Supplied information =
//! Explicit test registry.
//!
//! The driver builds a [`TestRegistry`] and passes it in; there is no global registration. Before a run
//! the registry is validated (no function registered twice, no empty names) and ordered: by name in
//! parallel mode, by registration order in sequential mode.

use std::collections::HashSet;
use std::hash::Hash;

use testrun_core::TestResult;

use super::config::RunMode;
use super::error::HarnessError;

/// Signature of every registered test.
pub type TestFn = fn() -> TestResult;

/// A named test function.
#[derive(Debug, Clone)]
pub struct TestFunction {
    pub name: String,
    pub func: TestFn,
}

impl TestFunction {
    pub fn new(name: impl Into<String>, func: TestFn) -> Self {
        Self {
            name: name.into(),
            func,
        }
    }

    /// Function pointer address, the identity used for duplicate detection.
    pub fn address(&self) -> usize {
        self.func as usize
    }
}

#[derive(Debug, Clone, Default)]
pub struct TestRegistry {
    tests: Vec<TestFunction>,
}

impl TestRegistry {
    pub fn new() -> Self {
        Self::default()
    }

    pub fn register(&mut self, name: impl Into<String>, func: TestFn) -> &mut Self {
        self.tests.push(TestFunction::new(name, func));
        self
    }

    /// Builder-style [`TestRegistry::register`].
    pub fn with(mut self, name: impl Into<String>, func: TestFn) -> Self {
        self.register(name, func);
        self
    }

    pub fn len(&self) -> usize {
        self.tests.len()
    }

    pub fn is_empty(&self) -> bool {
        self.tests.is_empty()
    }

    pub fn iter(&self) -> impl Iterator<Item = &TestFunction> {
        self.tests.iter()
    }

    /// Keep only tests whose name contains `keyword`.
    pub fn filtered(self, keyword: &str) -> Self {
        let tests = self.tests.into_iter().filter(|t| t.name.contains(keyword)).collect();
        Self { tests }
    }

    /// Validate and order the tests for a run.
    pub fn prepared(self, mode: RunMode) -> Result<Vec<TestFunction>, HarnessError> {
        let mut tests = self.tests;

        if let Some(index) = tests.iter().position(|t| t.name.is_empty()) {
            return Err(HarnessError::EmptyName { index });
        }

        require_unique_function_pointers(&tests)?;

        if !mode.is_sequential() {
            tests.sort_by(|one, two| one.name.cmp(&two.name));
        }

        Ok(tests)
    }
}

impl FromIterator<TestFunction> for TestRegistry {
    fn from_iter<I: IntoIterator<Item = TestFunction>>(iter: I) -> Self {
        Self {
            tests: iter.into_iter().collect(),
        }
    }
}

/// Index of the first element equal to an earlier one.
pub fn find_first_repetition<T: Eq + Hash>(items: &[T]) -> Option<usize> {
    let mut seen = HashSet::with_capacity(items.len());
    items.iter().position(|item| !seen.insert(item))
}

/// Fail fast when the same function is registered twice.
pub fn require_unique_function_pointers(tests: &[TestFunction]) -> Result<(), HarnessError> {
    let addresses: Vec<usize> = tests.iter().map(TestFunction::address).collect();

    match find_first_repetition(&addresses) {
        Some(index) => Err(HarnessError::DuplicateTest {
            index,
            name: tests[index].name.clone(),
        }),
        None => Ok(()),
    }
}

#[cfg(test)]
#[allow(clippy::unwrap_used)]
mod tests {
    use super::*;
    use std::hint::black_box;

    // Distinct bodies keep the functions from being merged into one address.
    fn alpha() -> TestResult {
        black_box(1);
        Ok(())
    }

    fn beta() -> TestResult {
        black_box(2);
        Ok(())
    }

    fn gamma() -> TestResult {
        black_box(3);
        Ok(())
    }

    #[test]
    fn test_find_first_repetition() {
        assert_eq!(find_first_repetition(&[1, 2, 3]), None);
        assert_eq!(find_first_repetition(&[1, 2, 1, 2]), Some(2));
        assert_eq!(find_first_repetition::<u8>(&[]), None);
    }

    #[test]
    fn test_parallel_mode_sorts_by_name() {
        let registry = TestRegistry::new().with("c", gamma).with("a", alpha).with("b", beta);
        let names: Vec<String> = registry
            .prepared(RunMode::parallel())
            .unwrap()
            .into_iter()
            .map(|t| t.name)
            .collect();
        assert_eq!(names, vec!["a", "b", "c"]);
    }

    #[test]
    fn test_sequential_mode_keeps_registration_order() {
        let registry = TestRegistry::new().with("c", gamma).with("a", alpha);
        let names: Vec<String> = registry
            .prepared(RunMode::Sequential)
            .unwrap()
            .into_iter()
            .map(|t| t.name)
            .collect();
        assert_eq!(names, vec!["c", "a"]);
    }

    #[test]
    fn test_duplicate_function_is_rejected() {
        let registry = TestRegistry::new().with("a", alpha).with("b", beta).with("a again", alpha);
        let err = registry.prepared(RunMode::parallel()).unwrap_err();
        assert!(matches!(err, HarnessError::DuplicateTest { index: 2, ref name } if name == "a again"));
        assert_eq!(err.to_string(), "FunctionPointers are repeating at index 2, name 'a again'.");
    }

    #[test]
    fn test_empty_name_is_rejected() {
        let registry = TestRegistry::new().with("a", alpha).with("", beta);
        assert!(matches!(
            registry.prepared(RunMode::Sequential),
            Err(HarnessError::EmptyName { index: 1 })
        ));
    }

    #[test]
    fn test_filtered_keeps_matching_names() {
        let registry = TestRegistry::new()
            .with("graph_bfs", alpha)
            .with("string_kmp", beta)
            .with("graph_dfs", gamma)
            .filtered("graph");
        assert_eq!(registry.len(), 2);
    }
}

* * *

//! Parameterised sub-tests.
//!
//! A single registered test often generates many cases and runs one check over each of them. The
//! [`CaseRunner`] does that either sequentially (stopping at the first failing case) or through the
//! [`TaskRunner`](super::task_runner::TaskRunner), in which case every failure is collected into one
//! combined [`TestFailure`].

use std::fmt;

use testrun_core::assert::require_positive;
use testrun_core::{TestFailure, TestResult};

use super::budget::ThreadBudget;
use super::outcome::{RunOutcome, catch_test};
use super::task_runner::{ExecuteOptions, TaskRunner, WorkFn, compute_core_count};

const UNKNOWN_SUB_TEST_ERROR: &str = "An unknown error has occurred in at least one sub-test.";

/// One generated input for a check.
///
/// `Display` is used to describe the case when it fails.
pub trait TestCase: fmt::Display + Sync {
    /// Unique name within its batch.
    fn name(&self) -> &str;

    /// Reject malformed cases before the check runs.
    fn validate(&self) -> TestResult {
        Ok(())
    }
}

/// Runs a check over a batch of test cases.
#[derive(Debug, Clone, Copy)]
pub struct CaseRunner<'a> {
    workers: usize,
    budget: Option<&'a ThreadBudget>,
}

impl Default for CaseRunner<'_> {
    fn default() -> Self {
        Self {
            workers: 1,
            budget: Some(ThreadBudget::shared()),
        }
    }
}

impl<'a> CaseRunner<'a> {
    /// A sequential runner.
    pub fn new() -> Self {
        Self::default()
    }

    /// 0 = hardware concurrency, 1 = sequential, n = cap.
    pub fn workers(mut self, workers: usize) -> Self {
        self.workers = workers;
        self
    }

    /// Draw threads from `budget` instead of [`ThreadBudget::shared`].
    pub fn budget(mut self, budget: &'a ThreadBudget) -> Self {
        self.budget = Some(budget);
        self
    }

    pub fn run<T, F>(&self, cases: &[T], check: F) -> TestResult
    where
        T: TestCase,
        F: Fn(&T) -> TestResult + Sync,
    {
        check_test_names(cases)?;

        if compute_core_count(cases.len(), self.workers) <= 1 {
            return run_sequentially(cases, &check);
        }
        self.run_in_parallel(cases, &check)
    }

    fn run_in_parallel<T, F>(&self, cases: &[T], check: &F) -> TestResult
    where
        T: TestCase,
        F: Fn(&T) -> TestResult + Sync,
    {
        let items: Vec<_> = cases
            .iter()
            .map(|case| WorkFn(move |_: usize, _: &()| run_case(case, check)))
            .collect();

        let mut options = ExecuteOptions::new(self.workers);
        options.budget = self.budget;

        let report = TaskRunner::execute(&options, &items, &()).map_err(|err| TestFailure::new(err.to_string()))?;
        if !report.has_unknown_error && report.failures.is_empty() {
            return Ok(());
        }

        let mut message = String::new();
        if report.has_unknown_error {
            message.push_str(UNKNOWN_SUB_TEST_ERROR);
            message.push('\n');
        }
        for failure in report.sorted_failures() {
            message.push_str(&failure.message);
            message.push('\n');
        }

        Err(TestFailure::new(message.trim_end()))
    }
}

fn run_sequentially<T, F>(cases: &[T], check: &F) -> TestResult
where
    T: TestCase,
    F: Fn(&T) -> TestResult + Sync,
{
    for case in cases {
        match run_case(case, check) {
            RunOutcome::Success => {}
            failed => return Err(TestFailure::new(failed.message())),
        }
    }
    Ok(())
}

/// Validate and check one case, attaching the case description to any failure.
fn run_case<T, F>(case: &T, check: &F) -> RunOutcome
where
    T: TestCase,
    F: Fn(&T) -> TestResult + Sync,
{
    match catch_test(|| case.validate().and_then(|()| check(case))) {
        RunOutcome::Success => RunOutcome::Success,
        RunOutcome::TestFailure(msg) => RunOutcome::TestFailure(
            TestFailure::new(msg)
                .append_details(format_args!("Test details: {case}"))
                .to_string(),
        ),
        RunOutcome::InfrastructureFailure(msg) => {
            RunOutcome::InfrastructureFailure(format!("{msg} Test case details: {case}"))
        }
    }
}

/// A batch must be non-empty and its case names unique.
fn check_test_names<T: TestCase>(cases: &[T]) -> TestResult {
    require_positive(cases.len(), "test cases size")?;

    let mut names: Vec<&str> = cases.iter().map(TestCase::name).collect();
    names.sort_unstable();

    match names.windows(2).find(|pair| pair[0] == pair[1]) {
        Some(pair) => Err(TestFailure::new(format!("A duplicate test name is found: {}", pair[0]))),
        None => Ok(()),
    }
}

Task to carry out = Take the lines above from the one containing "pub trait TestCase: fmt::Display" to the one containing "impl Default for" and retype them exactly, both ends included, with nothing added.

Result =
pub trait TestCase: fmt::Display + Sync {
    /// Unique name within its batch.
    fn name(&self) -> &str;

    /// Reject malformed cases before the check runs.
    fn validate(&self) -> TestResult {
        Ok(())
    }
}

/// Runs a check over a batch of test cases.
#[derive(Debug, Clone, Copy)]
pub struct CaseRunner<'a> {
    workers: usize,
    budget: Option<&'a ThreadBudget>,
}

impl Default for CaseRunner<'_> {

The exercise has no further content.